University of Rochester

Though the day when a fiber optic cable hangs between the street and your house is still a few years off, communication companies are scrambling to find a way to replace the rat's nest of copper wiring that carries phone, Internet and television with a network of super-fast fiber optics. But how do you maintain such a complicated network of delicate, hair-thin glass? Let the glass keep an eye on itself, say optical engineers at the University of Rochester.

Turan Erdogan and researchers in his laboratory at the Institute of Optics have developed a device smaller than an inchworm that clings to a single optical fiber and precisely measures how efficiently it's performing. If trouble strikes and the fiber loses a few bits of data, the device could instantly detect the problem and tell headquarters to reroute the signal. Traditionally, such devices are filled with lenses and motors and take up as much space as a toaster, severely limiting where they can operate, but the new device has no moving parts and could fit anywhere the fiber goes.

"It's like a line tester for the fiber optic age," says Erdogan, "except instead of pulling out an oscilloscope whenever you think there's a problem, each fiber would monitor itself and let you know when there's trouble."
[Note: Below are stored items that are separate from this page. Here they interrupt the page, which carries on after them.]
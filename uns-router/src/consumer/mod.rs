/********************************************************************************
 * Copyright (c) 2026 Contributors to the Eclipse Foundation
 *
 * See the NOTICE file(s) distributed with this work for additional
 * information regarding copyright ownership.
 *
 * This program and the accompanying materials are made available under the
 * terms of the Apache License Version 2.0 which is available at
 * https://www.apache.org/licenses/LICENSE-2.0
 *
 * SPDX-License-Identifier: Apache-2.0
 ********************************************************************************/

//! Typed subscriptions.
//!
//! A [`Consumer`] pairs a subscription pattern with a decoder. The router pushes every matching
//! event into it; the decoded value is handed synchronously to each attached
//! [`ConsumerListener`], in attachment order. There is no internal buffering, so a slow
//! listener delays the consumers dispatched after it for the same event.

pub mod decode;

use crate::event::Event;
use decode::DecodeFn;
use parking_lot::RwLock;
use std::sync::atomic::{AtomicU64, Ordering};
use std::sync::Arc;
use uuid::Uuid;

/// Receives decoded values from a [`Consumer`].
///
/// Any `Fn(&T) + Send + Sync` closure is a listener.
pub trait ConsumerListener<T>: Send + Sync {
    fn on_receive(&self, value: &T);
}

impl<T, F> ConsumerListener<T> for F
where
    F: Fn(&T) + Send + Sync,
{
    fn on_receive(&self, value: &T) {
        self(value)
    }
}

/// Type-erased view of a consumer used by the router's directory.
pub(crate) trait Subscriber: Send + Sync {
    fn id(&self) -> &str;
    fn pattern(&self) -> &str;
    fn push(&self, event: &Event) -> bool;
}

/// A registered subscription.
///
/// The router only keeps a weak reference: dropping the last handle ends the subscription.
pub struct Consumer<T> {
    id: String,
    pattern: String,
    decode: DecodeFn<T>,
    listeners: RwLock<Vec<Arc<dyn ConsumerListener<T>>>>,
    delivered: AtomicU64,
}

impl<T: 'static> Consumer<T> {
    pub(crate) fn new(pattern: &str, decode: DecodeFn<T>) -> Self {
        Self {
            id: Uuid::new_v4().hyphenated().to_string(),
            pattern: pattern.to_string(),
            decode,
            listeners: RwLock::new(Vec::new()),
            delivered: AtomicU64::new(0),
        }
    }

    pub fn id(&self) -> &str {
        &self.id
    }

    pub fn pattern(&self) -> &str {
        &self.pattern
    }

    pub fn add_listener<L>(&self, listener: L)
    where
        L: ConsumerListener<T> + 'static,
    {
        self.listeners.write().push(Arc::new(listener));
    }

    /// Number of events decoded and delivered so far.
    pub fn delivered_count(&self) -> u64 {
        self.delivered.load(Ordering::Relaxed)
    }

    /// Decodes `event` and notifies every listener.
    ///
    /// Returns `false` when the decoder produced no value; nothing is delivered in that case.
    pub fn push(&self, event: &Event) -> bool {
        let Some(value) = (self.decode)(event) else {
            return false;
        };

        let listeners = self.listeners.read().clone();
        for listener in &listeners {
            listener.on_receive(&value);
        }

        self.delivered.fetch_add(1, Ordering::Relaxed);
        true
    }
}

impl<T: 'static> Subscriber for Consumer<T> {
    fn id(&self) -> &str {
        Consumer::id(self)
    }

    fn pattern(&self) -> &str {
        Consumer::pattern(self)
    }

    fn push(&self, event: &Event) -> bool {
        Consumer::push(self, event)
    }
}

#[cfg(test)]
mod tests {
    use super::{decode, Consumer};
    use crate::event::{ContentType, Event};
    use parking_lot::Mutex;
    use std::sync::Arc;

    #[test]
    fn push_notifies_listeners_in_order() {
        let consumer = Consumer::new("#", decode::scalar::<f64>());
        let seen = Arc::new(Mutex::new(Vec::new()));

        let first = seen.clone();
        consumer.add_listener(move |value: &f64| first.lock().push(("first", *value)));
        let second = seen.clone();
        consumer.add_listener(move |value: &f64| second.lock().push(("second", *value)));

        assert!(consumer.push(&Event::new("a/b", ContentType::Double, "1.5")));

        assert_eq!(*seen.lock(), vec![("first", 1.5), ("second", 1.5)]);
        assert_eq!(consumer.delivered_count(), 1);
    }

    #[test]
    fn decode_failure_suppresses_delivery() {
        let consumer = Consumer::new("#", decode::scalar::<i64>());
        let seen = Arc::new(Mutex::new(0));
        let counter = seen.clone();
        consumer.add_listener(move |_: &i64| *counter.lock() += 1);

        assert!(!consumer.push(&Event::new("a/b", ContentType::String, "n/a")));
        assert_eq!(*seen.lock(), 0);
        assert_eq!(consumer.delivered_count(), 0);
    }

    #[test]
    fn consumers_get_distinct_ids() {
        let a = Consumer::new("#", decode::event());
        let b = Consumer::new("#", decode::event());

        assert_ne!(a.id(), b.id());
        assert_eq!(a.pattern(), "#");
    }
}
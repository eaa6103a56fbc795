/********************************************************************************
 * Copyright (c) 2026 Contributors to the Eclipse Foundation
 *
 * See the NOTICE file(s) distributed with this work for additional
 * information regarding copyright ownership.
 *
 * This program and the accompanying materials are made available under the
 * terms of the Apache License Version 2.0 which is available at
 * https://www.apache.org/licenses/LICENSE-2.0
 *
 * SPDX-License-Identifier: Apache-2.0
 ********************************************************************************/

//! Ordered event-transform pipeline.
//!
//! Each stage receives an [`Event`] by value and either returns the (possibly rewritten) event
//! or `None` to drop it. The first `None` stops the fold and the event is suppressed entirely.
//!
//! ```
//! use uns_router::{ContentType, Event, Middleware, ReportByException, UnsRouter};
//!
//! struct UppercasePaths;
//!
//! impl Middleware for UppercasePaths {
//!     fn id(&self) -> &str {
//!         "UPPERCASE_PATHS"
//!     }
//!
//!     fn process(&self, mut event: Event) -> Option<Event> {
//!         event.path = event.path.to_uppercase();
//!         Some(event)
//!     }
//! }
//!
//! let router = UnsRouter::new("middleware-doc");
//! router.add_middleware(ReportByException::new());
//! router.add_middleware(UppercasePaths);
//!
//! assert_eq!(router.middleware_ids(), vec!["REPORT_BY_EXCEPTION", "UPPERCASE_PATHS"]);
//! ```

mod deadband_period;
mod deadband_value;
mod report_by_exception;

pub use deadband_period::{DeadbandPeriod, DEADBAND_PERIOD_ID};
pub use deadband_value::{DeadbandValue, DEADBAND_VALUE_ID};
pub use report_by_exception::{ReportByException, REPORT_BY_EXCEPTION_ID};

use crate::event::Event;
use crate::observability::events;
use parking_lot::RwLock;
use std::sync::Arc;
use tracing::debug;

const COMPONENT: &str = "middleware_pipeline";

/// A named, non-blocking `Event -> Event | drop` transform.
pub trait Middleware: Send + Sync {
    /// Unique key within a pipeline.
    fn id(&self) -> &str;

    fn process(&self, event: Event) -> Option<Event>;
}

/// Stages in registration order.
#[derive(Default)]
pub(crate) struct MiddlewarePipeline {
    stages: RwLock<Vec<Arc<dyn Middleware>>>,
}

impl MiddlewarePipeline {
    pub(crate) fn new() -> Self {
        Self::default()
    }

    /// Appends a stage; a stage with an existing id is replaced where it stands.
    pub(crate) fn add(&self, stage: Arc<dyn Middleware>) {
        if stage.id().is_empty() {
            return;
        }

        let stage_id = stage.id().to_string();
        let mut stages = self.stages.write();

        match stages.iter().position(|existing| existing.id() == stage_id) {
            Some(index) => {
                stages[index] = stage;
                debug!(
                    event = events::MIDDLEWARE_REPLACE,
                    component = COMPONENT,
                    middleware_id = stage_id.as_str(),
                    position = index,
                    "replaced middleware stage"
                );
            }
            None => {
                stages.push(stage);
                debug!(
                    event = events::MIDDLEWARE_ADD,
                    component = COMPONENT,
                    middleware_id = stage_id.as_str(),
                    position = stages.len() - 1,
                    "added middleware stage"
                );
            }
        }
    }

    pub(crate) fn remove(&self, stage_id: &str) -> bool {
        let mut stages = self.stages.write();
        let before = stages.len();
        stages.retain(|stage| stage.id() != stage_id);
        let removed = stages.len() != before;

        if removed {
            debug!(
                event = events::MIDDLEWARE_REMOVE,
                component = COMPONENT,
                middleware_id = stage_id,
                "removed middleware stage"
            );
        }
        removed
    }

    pub(crate) fn ids(&self) -> Vec<String> {
        self.stages
            .read()
            .iter()
            .map(|stage| stage.id().to_string())
            .collect()
    }

    /// Folds `event` through every stage in order.
    pub(crate) fn run(&self, event: Event) -> Option<Event> {
        let stages = self.stages.read().clone();

        stages
            .iter()
            .try_fold(event, |event, stage| stage.process(event))
    }
}

#[cfg(test)]
mod tests {
    use super::{Middleware, MiddlewarePipeline};
    use crate::event::{ContentType, Event};
    use std::sync::Arc;

    struct Suffix(&'static str);

    impl Middleware for Suffix {
        fn id(&self) -> &str {
            self.0
        }

        fn process(&self, mut event: Event) -> Option<Event> {
            event.path = format!("{}/{}", event.path, self.0);
            Some(event)
        }
    }

    struct DropAll;

    impl Middleware for DropAll {
        fn id(&self) -> &str {
            "DROP_ALL"
        }

        fn process(&self, _event: Event) -> Option<Event> {
            None
        }
    }

    fn event() -> Event {
        Event::new("root", ContentType::String, "x")
    }

    #[test]
    fn empty_pipeline_passes_event_through() {
        let pipeline = MiddlewarePipeline::new();
        assert_eq!(pipeline.run(event()).unwrap().path, "root");
    }

    #[test]
    fn stages_run_in_registration_order() {
        let pipeline = MiddlewarePipeline::new();
        pipeline.add(Arc::new(Suffix("a")));
        pipeline.add(Arc::new(Suffix("b")));

        assert_eq!(pipeline.run(event()).unwrap().path, "root/a/b");
    }

    #[test]
    fn first_drop_halts_the_fold() {
        let pipeline = MiddlewarePipeline::new();
        pipeline.add(Arc::new(DropAll));
        pipeline.add(Arc::new(Suffix("never")));

        assert!(pipeline.run(event()).is_none());
    }

    #[test]
    fn re_adding_an_id_replaces_in_place() {
        let pipeline = MiddlewarePipeline::new();
        pipeline.add(Arc::new(Suffix("a")));
        pipeline.add(Arc::new(Suffix("b")));
        pipeline.add(Arc::new(Suffix("a")));

        assert_eq!(pipeline.ids(), vec!["a", "b"]);

        assert!(pipeline.remove("a"));
        assert!(!pipeline.remove("a"));
        assert_eq!(pipeline.ids(), vec!["b"]);
    }
}
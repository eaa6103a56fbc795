/********************************************************************************
 * Copyright (c) 2026 Contributors to the Eclipse Foundation
 *
 * See the NOTICE file(s) distributed with this work for additional
 * information regarding copyright ownership.
 *
 * This program and the accompanying materials are made available under the
 * terms of the Apache License Version 2.0 which is available at
 * https://www.apache.org/licenses/LICENSE-2.0
 *
 * SPDX-License-Identifier: Apache-2.0
 ********************************************************************************/

//! Canonical structured field values and value-format helpers.

use crate::event::Event;
use crate::namespace::NamespaceConfig;
use std::sync::Arc;

pub const NONE: &str = "none";
pub const REASON_EMPTY_PATH: &str = "empty_path";
pub const REASON_EMPTY_CONTENT: &str = "empty_content";
pub const REASON_MIDDLEWARE_DROP: &str = "middleware_drop";
pub const REASON_ROLLBACK_AFTER_START_FAILURE: &str = "rollback_after_start_failure";

const PAYLOAD_PREVIEW_MAX_CHARS: usize = 64;

/// Pre-rendered event fields, built only when the target log level is enabled.
#[derive(Clone, Debug, Eq, PartialEq)]
pub struct FormattedEventFields {
    pub path: String,
    pub namespace: String,
    pub source: String,
    pub content_type: String,
    pub payload: String,
}

impl FormattedEventFields {
    pub fn from_event(event: &Event) -> Self {
        Self {
            path: event.path.clone(),
            namespace: format_namespace(event.namespace.as_ref()),
            source: format_source(event.source_connection_id.as_deref()),
            content_type: format!("{:?}", event.content_type),
            payload: format_payload_preview(&event.content),
        }
    }
}

pub fn format_namespace(namespace: Option<&Arc<NamespaceConfig>>) -> String {
    namespace
        .map(|namespace| namespace.path.clone())
        .unwrap_or_else(|| NONE.to_string())
}

pub fn format_source(source_connection_id: Option<&str>) -> String {
    source_connection_id.unwrap_or(NONE).to_string()
}

/// Short, log-safe rendering of a payload: text when it is UTF-8, a byte count otherwise.
pub fn format_payload_preview(content: &[u8]) -> String {
    match std::str::from_utf8(content) {
        Ok(text) if text.chars().count() > PAYLOAD_PREVIEW_MAX_CHARS => {
            let preview: String = text.chars().take(PAYLOAD_PREVIEW_MAX_CHARS).collect();
            format!("{preview}...")
        }
        Ok(text) => text.to_string(),
        Err(_) => format!("<{} bytes>", content.len()),
    }
}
Trouble on a network of fiber optics is much different than trouble on a conventional network. Copper lines transmit one signal at a time while an optical fiber may transmit over a hundred wavelengths of light all at once, each one carrying more information than an entire copper line. Most fiber optic lines are strung between phone company "central offices" while the slower copper lines extend to the customers. Though faster, optical fibers are glass and are more prone to breaking, which could cut off your phone conversation or demolish your download.

Over the next several years, communication companies will replace the copper wires connecting businesses and eventually homes with fast fiber optics, demanding a complete change in how engineers sustain the network.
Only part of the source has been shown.